• Work instruction
Please print the entries below exactly, from the line with "and metadata persistence" through the line with "pub struct TaskLayout", including both of those lines and leaving out all others.

• Supplied data
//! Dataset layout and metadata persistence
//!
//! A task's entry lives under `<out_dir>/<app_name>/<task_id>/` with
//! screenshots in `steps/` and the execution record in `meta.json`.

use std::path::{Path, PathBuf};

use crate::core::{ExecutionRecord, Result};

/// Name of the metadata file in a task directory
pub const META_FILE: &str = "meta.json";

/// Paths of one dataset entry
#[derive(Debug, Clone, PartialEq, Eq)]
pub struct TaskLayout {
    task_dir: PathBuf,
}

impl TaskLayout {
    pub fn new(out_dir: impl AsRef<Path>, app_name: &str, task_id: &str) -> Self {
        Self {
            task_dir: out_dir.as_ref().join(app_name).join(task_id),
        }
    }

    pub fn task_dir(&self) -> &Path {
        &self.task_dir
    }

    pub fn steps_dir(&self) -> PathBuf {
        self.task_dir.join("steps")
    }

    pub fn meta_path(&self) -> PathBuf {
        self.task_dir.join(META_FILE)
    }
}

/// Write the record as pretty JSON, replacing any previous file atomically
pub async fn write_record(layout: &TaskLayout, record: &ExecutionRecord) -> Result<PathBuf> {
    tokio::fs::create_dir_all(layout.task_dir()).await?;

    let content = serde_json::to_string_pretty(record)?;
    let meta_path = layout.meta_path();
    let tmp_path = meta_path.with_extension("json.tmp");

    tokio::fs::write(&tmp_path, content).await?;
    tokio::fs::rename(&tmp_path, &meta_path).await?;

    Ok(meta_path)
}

...

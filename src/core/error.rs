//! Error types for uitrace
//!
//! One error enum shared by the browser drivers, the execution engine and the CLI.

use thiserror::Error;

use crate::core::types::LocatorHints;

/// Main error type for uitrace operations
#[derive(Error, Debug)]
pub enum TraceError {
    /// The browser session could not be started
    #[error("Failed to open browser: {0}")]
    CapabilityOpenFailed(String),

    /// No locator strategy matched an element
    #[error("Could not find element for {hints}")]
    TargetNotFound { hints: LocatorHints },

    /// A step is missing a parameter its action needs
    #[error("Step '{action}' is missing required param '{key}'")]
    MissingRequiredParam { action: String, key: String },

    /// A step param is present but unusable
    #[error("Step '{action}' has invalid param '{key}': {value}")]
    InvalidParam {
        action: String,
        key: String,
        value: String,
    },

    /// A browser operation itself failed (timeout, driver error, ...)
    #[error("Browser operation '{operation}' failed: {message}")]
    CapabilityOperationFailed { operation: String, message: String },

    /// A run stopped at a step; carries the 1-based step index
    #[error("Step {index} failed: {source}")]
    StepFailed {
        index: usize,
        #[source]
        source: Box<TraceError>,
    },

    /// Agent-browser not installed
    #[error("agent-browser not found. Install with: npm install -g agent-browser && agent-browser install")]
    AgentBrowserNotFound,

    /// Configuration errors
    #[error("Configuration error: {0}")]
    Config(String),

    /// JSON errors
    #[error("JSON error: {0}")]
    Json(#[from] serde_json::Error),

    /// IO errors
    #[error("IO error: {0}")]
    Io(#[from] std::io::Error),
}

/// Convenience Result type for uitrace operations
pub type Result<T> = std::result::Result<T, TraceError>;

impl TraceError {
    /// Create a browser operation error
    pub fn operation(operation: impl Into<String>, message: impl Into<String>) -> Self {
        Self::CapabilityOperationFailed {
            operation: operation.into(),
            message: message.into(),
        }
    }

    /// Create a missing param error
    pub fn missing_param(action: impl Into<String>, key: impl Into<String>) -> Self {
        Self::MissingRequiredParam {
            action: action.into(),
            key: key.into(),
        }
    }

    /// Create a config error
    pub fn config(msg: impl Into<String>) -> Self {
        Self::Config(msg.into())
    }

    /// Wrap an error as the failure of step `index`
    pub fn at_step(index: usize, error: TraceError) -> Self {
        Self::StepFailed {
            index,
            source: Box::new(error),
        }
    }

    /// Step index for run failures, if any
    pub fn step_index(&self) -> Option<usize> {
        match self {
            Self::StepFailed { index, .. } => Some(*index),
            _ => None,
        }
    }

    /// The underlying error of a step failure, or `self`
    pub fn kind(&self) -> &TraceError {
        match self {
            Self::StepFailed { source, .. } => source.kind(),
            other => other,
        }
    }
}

• Solution to this exercise
//! Dataset layout and metadata persistence
//!
//! A task's entry lives under `<out_dir>/<app_name>/<task_id>/` with
//! screenshots in `steps/` and the execution record in `meta.json`.

use std::path::{Path, PathBuf};

use crate::core::{ExecutionRecord, Result};

/// Name of the metadata file in a task directory
pub const META_FILE: &str = "meta.json";

/// Paths of one dataset entry
#[derive(Debug, Clone, PartialEq, Eq)]
pub struct TaskLayout {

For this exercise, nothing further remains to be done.